### ACTION ITEM
Copy the lines below that contain "contains".

====== RECORDS TO USE

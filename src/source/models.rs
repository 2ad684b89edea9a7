//! Raw GW2 API v2 payloads and their conversion into [`MatchSnapshot`].

use std::collections::HashMap;

use chrono::{DateTime, Utc};
use serde::Deserialize;

use crate::domain::{
    MapSnapshot, MatchId, MatchSnapshot, ObjectiveSnapshot, PerTeam, TeamWorlds, WorldRef,
};

/// `GET /v2/wvw/matches` entry.
#[derive(Debug, Clone, Deserialize)]
pub struct RawMatch {
    /// Matchup id (e.g. `"1-2"`).
    pub id: String,
    /// Start of the matchup.
    pub start_time: DateTime<Utc>,
    /// End of the matchup.
    pub end_time: DateTime<Utc>,
    /// Main world per team.
    pub worlds: PerTeam<u32>,
    /// Every world per team, main included.
    #[serde(default)]
    pub all_worlds: PerTeam<Vec<u32>>,
    /// Cumulative kills per team.
    #[serde(default)]
    pub kills: PerTeam<u64>,
    /// Cumulative deaths per team.
    #[serde(default)]
    pub deaths: PerTeam<u64>,
    /// Per-map state.
    #[serde(default)]
    pub maps: Vec<RawMap>,
}

impl RawMatch {
    /// Returns `true` if `world_id` plays on any team of this matchup.
    #[must_use]
    pub fn involves_world(&self, world_id: u32) -> bool {
        self.worlds.iter().any(|(_, main)| *main == world_id)
            || self.all_worlds.iter().any(|(_, ids)| ids.contains(&world_id))
    }

    /// Distinct non-blank claiming guild ids, in first-seen order.
    #[must_use]
    pub fn claiming_guilds(&self) -> Vec<String> {
        let mut seen = Vec::new();
        for objective in self.maps.iter().flat_map(|m| m.objectives.iter()) {
            if let Some(id) = objective.claimed_by.as_deref().map(str::trim)
                && !id.is_empty()
                && !seen.iter().any(|s: &String| s == id)
            {
                seen.push(id.to_string());
            }
        }
        seen
    }
}

/// One map inside a [`RawMatch`].
#[derive(Debug, Clone, Deserialize)]
pub struct RawMap {
    /// Map id.
    pub id: u32,
    /// Map kind (`Center`, `RedHome`, ...).
    #[serde(rename = "type")]
    pub map_type: String,
    /// Objectives on the map.
    #[serde(default)]
    pub objectives: Vec<RawObjective>,
}

/// One objective inside a [`RawMap`].
#[derive(Debug, Clone, Deserialize)]
pub struct RawObjective {
    /// Objective id.
    pub id: String,
    /// Objective kind.
    #[serde(rename = "type", default = "unknown_type")]
    pub objective_type: String,
    /// Owning side.
    #[serde(default = "neutral_owner")]
    pub owner: String,
    /// Claiming guild id.
    #[serde(default)]
    pub claimed_by: Option<String>,
    /// Claim time.
    #[serde(default)]
    pub claimed_at: Option<DateTime<Utc>>,
    /// Supply deliveries.
    #[serde(default)]
    pub yaks_delivered: Option<u32>,
}

fn unknown_type() -> String {
    "Unknown".to_string()
}

fn neutral_owner() -> String {
    "Neutral".to_string()
}

/// `GET /v2/worlds` entry.
#[derive(Debug, Clone, Deserialize)]
pub struct RawWorld {
    /// World id.
    pub id: u32,
    /// Display name.
    pub name: String,
}

/// Public part of `GET /v2/guild/:id`.
#[derive(Debug, Clone, PartialEq, Eq, Deserialize)]
pub struct GuildIdentity {
    /// Guild id.
    pub id: String,
    /// Guild name.
    pub name: String,
    /// Guild tag.
    #[serde(default)]
    pub tag: String,
}

fn world_ref(id: u32, names: &HashMap<u32, String>) -> WorldRef {
    WorldRef {
        id,
        name: names
            .get(&id)
            .cloned()
            .unwrap_or_else(|| format!("World {id}")),
    }
}

/// Converts a raw match into a [`MatchSnapshot`], resolving world names and
/// guild identities from the supplied lookups.
///
/// Worlds without a known name become `"World <id>"`; guilds without a
/// known identity keep `guild_name`/`guild_tag` unset.
#[must_use]
pub fn build_snapshot(
    raw: RawMatch,
    world_names: &HashMap<u32, String>,
    guilds: &HashMap<String, GuildIdentity>,
) -> MatchSnapshot {
    let worlds = PerTeam::from_fn(|team| {
        let main = *raw.worlds.get(team);
        let main_ref = world_ref(main, world_names);
        TeamWorlds {
            main_world_id: main,
            main_world_name: main_ref.name,
            linked_worlds: raw
                .all_worlds
                .get(team)
                .iter()
                .filter(|id| **id != main)
                .map(|id| world_ref(*id, world_names))
                .collect(),
        }
    });

    let maps = raw
        .maps
        .into_iter()
        .map(|map| MapSnapshot {
            id: map.id,
            map_type: map.map_type,
            objectives: map
                .objectives
                .into_iter()
                .map(|obj| {
                    let identity = obj
                        .claimed_by
                        .as_deref()
                        .and_then(|id| guilds.get(id.trim()));
                    ObjectiveSnapshot {
                        id: obj.id,
                        objective_type: obj.objective_type,
                        owner: obj.owner,
                        guild_name: identity.map(|g| g.name.clone()),
                        guild_tag: identity.map(|g| g.tag.clone()),
                        claimed_by: obj.claimed_by,
                        claimed_at: obj.claimed_at,
                        yaks_delivered: obj.yaks_delivered,
                    }
                })
                .collect(),
        })
        .collect();

    MatchSnapshot {
        id: MatchId::new(raw.id),
        start_time: raw.start_time,
        end_time: raw.end_time,
        worlds,
        kills: raw.kills,
        deaths: raw.deaths,
        maps,
    }
}
//! Ordered, case-insensitive header map.

use std::fmt;

/// A case-insensitive, multi-value HTTP header map.
///
/// Insertion order is preserved so that serialized responses are stable,
/// which keeps wire-level assertions in tests simple.
///
/// # Examples
///
/// ```
/// use rttp_cache::http::Headers;
///
/// let mut headers = Headers::new();
/// headers.insert("Content-Type", "text/html");
/// headers.set("content-type", "application/json");
///
/// assert_eq!(headers.get("Content-Type"), Some("application/json"));
/// assert_eq!(headers.len(), 1);
/// ```
#[derive(Debug, Clone, Default)]
pub struct Headers {
    inner: Vec<(String, String)>,
}

impl Headers {
    /// Creates an empty header map.
    pub fn new() -> Self {
        Self::default()
    }

    /// Creates a header map with room for `capacity` entries.
    pub fn with_capacity(capacity: usize) -> Self {
        Self {
            inner: Vec::with_capacity(capacity),
        }
    }

    /// Appends a header entry. Existing values with the same name are kept.
    pub fn insert(&mut self, name: impl Into<String>, value: impl Into<String>) {
        self.inner.push((name.into(), value.into()));
    }

    /// Replaces every value for `name` with a single `value`.
    pub fn set(&mut self, name: impl Into<String>, value: impl Into<String>) {
        let name = name.into();
        self.remove(&name);
        self.inner.push((name, value.into()));
    }

    /// Returns the first value for the given header name (case-insensitive).
    pub fn get(&self, name: &str) -> Option<&str> {
        self.inner
            .iter()
            .find(|(k, _)| k.eq_ignore_ascii_case(name))
            .map(|(_, v)| v.as_str())
    }

    /// Removes all entries with the given name. Returns `true` if any were removed.
    pub fn remove(&mut self, name: &str) -> bool {
        let before = self.inner.len();
        self.inner.retain(|(k, _)| !k.eq_ignore_ascii_case(name));
        self.inner.len() < before
    }

    pub fn contains(&self, name: &str) -> bool {
        self.inner.iter().any(|(k, _)| k.eq_ignore_ascii_case(name))
    }

    /// Total number of entries (not unique names).
    pub fn len(&self) -> usize {
        self.inner.len()
    }

    pub fn is_empty(&self) -> bool {
        self.inner.is_empty()
    }

    /// Iterates over `(name, value)` pairs in insertion order.
    pub fn iter(&self) -> impl Iterator<Item = (&str, &str)> {
        self.inner.iter().map(|(k, v)| (k.as_str(), v.as_str()))
    }
}

impl fmt::Display for Headers {
    fn fmt(&self, f: &mut fmt::Formatter<'_>) -> fmt::Result {
        for (name, value) in &self.inner {
            write!(f, "{name}: {value}\r\n")?;
        }
        Ok(())
    }
}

============

### REPLY TO THE TASK
            || self.all_worlds.iter().any(|(_, ids)| ids.contains(&world_id))
    pub fn contains(&self, name: &str) -> bool {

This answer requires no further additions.